● Material provided
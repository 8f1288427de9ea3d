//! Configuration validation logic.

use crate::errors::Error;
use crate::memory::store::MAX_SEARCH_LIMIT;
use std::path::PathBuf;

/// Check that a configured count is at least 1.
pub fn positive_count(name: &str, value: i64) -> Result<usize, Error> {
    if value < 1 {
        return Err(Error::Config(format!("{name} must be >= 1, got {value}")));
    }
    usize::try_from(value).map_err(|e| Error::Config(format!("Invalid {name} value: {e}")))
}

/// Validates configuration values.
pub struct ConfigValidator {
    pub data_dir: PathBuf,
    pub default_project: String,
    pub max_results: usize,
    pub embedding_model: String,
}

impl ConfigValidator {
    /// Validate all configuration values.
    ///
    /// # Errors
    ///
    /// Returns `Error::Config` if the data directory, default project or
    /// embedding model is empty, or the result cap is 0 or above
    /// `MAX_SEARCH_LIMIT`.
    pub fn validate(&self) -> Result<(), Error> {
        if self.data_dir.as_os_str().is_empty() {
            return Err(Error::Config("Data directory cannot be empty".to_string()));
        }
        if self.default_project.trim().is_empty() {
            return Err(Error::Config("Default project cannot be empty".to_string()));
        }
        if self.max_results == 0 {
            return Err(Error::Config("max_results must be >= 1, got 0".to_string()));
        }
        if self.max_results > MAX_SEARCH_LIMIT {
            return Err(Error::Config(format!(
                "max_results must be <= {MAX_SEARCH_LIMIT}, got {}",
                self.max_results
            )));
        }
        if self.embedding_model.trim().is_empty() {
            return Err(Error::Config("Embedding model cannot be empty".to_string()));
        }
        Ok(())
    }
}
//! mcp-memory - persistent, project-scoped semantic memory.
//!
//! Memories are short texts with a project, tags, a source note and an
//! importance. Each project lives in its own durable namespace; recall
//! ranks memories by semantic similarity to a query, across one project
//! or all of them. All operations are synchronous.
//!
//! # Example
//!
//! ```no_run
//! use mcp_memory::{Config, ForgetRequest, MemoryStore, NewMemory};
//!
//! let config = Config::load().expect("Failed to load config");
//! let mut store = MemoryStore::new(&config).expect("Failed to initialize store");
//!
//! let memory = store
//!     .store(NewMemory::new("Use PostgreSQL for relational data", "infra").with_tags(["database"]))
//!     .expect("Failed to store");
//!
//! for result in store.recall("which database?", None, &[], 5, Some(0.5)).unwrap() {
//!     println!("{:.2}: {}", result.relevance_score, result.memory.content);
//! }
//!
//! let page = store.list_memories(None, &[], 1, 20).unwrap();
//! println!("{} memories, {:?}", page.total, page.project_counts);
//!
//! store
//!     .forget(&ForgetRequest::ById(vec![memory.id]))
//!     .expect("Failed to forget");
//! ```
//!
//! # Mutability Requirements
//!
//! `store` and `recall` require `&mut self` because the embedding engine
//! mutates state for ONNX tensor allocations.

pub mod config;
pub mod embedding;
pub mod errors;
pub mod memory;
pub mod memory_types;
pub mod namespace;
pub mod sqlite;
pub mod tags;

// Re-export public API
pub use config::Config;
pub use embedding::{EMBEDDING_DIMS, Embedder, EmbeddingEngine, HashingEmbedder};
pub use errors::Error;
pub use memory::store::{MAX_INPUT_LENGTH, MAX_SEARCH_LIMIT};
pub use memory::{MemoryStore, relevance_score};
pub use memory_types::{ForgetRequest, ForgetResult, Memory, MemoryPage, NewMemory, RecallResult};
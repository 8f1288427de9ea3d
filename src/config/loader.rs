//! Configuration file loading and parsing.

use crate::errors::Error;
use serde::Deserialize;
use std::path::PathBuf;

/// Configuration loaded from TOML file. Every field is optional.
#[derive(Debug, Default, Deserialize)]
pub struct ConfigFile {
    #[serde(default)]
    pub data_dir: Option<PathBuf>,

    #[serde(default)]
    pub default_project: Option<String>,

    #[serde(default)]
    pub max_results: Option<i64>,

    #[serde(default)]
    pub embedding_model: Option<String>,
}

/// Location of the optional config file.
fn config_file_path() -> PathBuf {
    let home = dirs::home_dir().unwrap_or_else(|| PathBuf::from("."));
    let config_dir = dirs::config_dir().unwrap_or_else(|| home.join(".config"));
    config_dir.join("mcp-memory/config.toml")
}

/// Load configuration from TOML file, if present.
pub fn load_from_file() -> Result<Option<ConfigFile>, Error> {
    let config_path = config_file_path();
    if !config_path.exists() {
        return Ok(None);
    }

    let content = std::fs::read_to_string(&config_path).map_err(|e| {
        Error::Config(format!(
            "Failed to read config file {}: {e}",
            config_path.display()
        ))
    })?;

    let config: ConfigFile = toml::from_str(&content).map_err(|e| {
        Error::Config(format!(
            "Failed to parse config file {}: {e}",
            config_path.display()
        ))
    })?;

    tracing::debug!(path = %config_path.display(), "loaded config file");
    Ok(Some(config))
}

● Work instruction
What is needed is an exact transcription of every record above.

● Response for this exercise
repository 8f1288427de9ea3d
//! Configuration validation logic.

use crate::errors::Error;
use crate::memory::store::MAX_SEARCH_LIMIT;
use std::path::PathBuf;

/// Check that a configured count is at least 1.
pub fn positive_count(name: &str, value: i64) -> Result<usize, Error> {
    if value < 1 {
        return Err(Error::Config(format!("{name} must be >= 1, got {value}")));
    }
    usize::try_from(value).map_err(|e| Error::Config(format!("Invalid {name} value: {e}")))
}

/// Validates configuration values.
pub struct ConfigValidator {
    pub data_dir: PathBuf,
    pub default_project: String,
    pub max_results: usize,
    pub embedding_model: String,
}

impl ConfigValidator {
    /// Validate all configuration values.
    ///
    /// # Errors
    ///
    /// Returns `Error::Config` if the data directory, default project or
    /// embedding model is empty, or the result cap is 0 or above
    /// `MAX_SEARCH_LIMIT`.
    pub fn validate(&self) -> Result<(), Error> {
        if self.data_dir.as_os_str().is_empty() {
            return Err(Error::Config("Data directory cannot be empty".to_string()));
        }
        if self.default_project.trim().is_empty() {
            return Err(Error::Config("Default project cannot be empty".to_string()));
        }
        if self.max_results == 0 {
            return Err(Error::Config("max_results must be >= 1, got 0".to_string()));
        }
        if self.max_results > MAX_SEARCH_LIMIT {
            return Err(Error::Config(format!(
                "max_results must be <= {MAX_SEARCH_LIMIT}, got {}",
                self.max_results
            )));
        }
        if self.embedding_model.trim().is_empty() {
            return Err(Error::Config("Embedding model cannot be empty".to_string()));
        }
        Ok(())
    }
}
//! mcp-memory - persistent, project-scoped semantic memory.
//!
//! Memories are short texts with a project, tags, a source note and an
//! importance. Each project lives in its own durable namespace; recall
//! ranks memories by semantic similarity to a query, across one project
//! or all of them. All operations are synchronous.
//!
//! # Example
//!
//! ```no_run
//! use mcp_memory::{Config, ForgetRequest, MemoryStore, NewMemory};
//!
//! let config = Config::load().expect("Failed to load config");
//! let mut store = MemoryStore::new(&config).expect("Failed to initialize store");
//!
//! let memory = store
//!     .store(NewMemory::new("Use PostgreSQL for relational data", "infra").with_tags(["database"]))
//!     .expect("Failed to store");
//!
//! for result in store.recall("which database?", None, &[], 5, Some(0.5)).unwrap() {
//!     println!("{:.2}: {}", result.relevance_score, result.memory.content);
//! }
//!
//! let page = store.list_memories(None, &[], 1, 20).unwrap();
//! println!("{} memories, {:?}", page.total, page.project_counts);
//!
//! store
//!     .forget(&ForgetRequest::ById(vec![memory.id]))
//!     .expect("Failed to forget");
//! ```
//!
//! # Mutability Requirements
//!
//! `store` and `recall` require `&mut self` because the embedding engine
//! mutates state for ONNX tensor allocations.

pub mod config;
pub mod embedding;
pub mod errors;
pub mod memory;
pub mod memory_types;
pub mod namespace;
pub mod sqlite;
pub mod tags;

// Re-export public API
pub use config::Config;
pub use embedding::{EMBEDDING_DIMS, Embedder, EmbeddingEngine, HashingEmbedder};
pub use errors::Error;
pub use memory::store::{MAX_INPUT_LENGTH, MAX_SEARCH_LIMIT};
pub use memory::{MemoryStore, relevance_score};
pub use memory_types::{ForgetRequest, ForgetResult, Memory, MemoryPage, NewMemory, RecallResult};
repository 8f1288427de9ea3d
filename src/config/loader.rs
//! Configuration file loading and parsing.

use crate::errors::Error;
use serde::Deserialize;
use std::path::PathBuf;

/// Configuration loaded from TOML file. Every field is optional.
#[derive(Debug, Default, Deserialize)]
pub struct ConfigFile {
    #[serde(default)]
    pub data_dir: Option<PathBuf>,

    #[serde(default)]
    pub default_project: Option<String>,

    #[serde(default)]
    pub max_results: Option<i64>,

    #[serde(default)]
    pub embedding_model: Option<String>,
}

/// Location of the optional config file.
fn config_file_path() -> PathBuf {
    let home = dirs::home_dir().unwrap_or_else(|| PathBuf::from("."));
    let config_dir = dirs::config_dir().unwrap_or_else(|| home.join(".config"));
    config_dir.join("mcp-memory/config.toml")
}

/// Load configuration from TOML file, if present.
pub fn load_from_file() -> Result<Option<ConfigFile>, Error> {
    let config_path = config_file_path();
    if !config_path.exists() {
        return Ok(None);
    }

    let content = std::fs::read_to_string(&config_path).map_err(|e| {
        Error::Config(format!(
            "Failed to read config file {}: {e}",
            config_path.display()
        ))
    })?;

    let config: ConfigFile = toml::from_str(&content).map_err(|e| {
        Error::Config(format!(
            "Failed to parse config file {}: {e}",
            config_path.display()
        ))
    })?;

    tracing::debug!(path = %config_path.display(), "loaded config file");
    Ok(Some(config))
}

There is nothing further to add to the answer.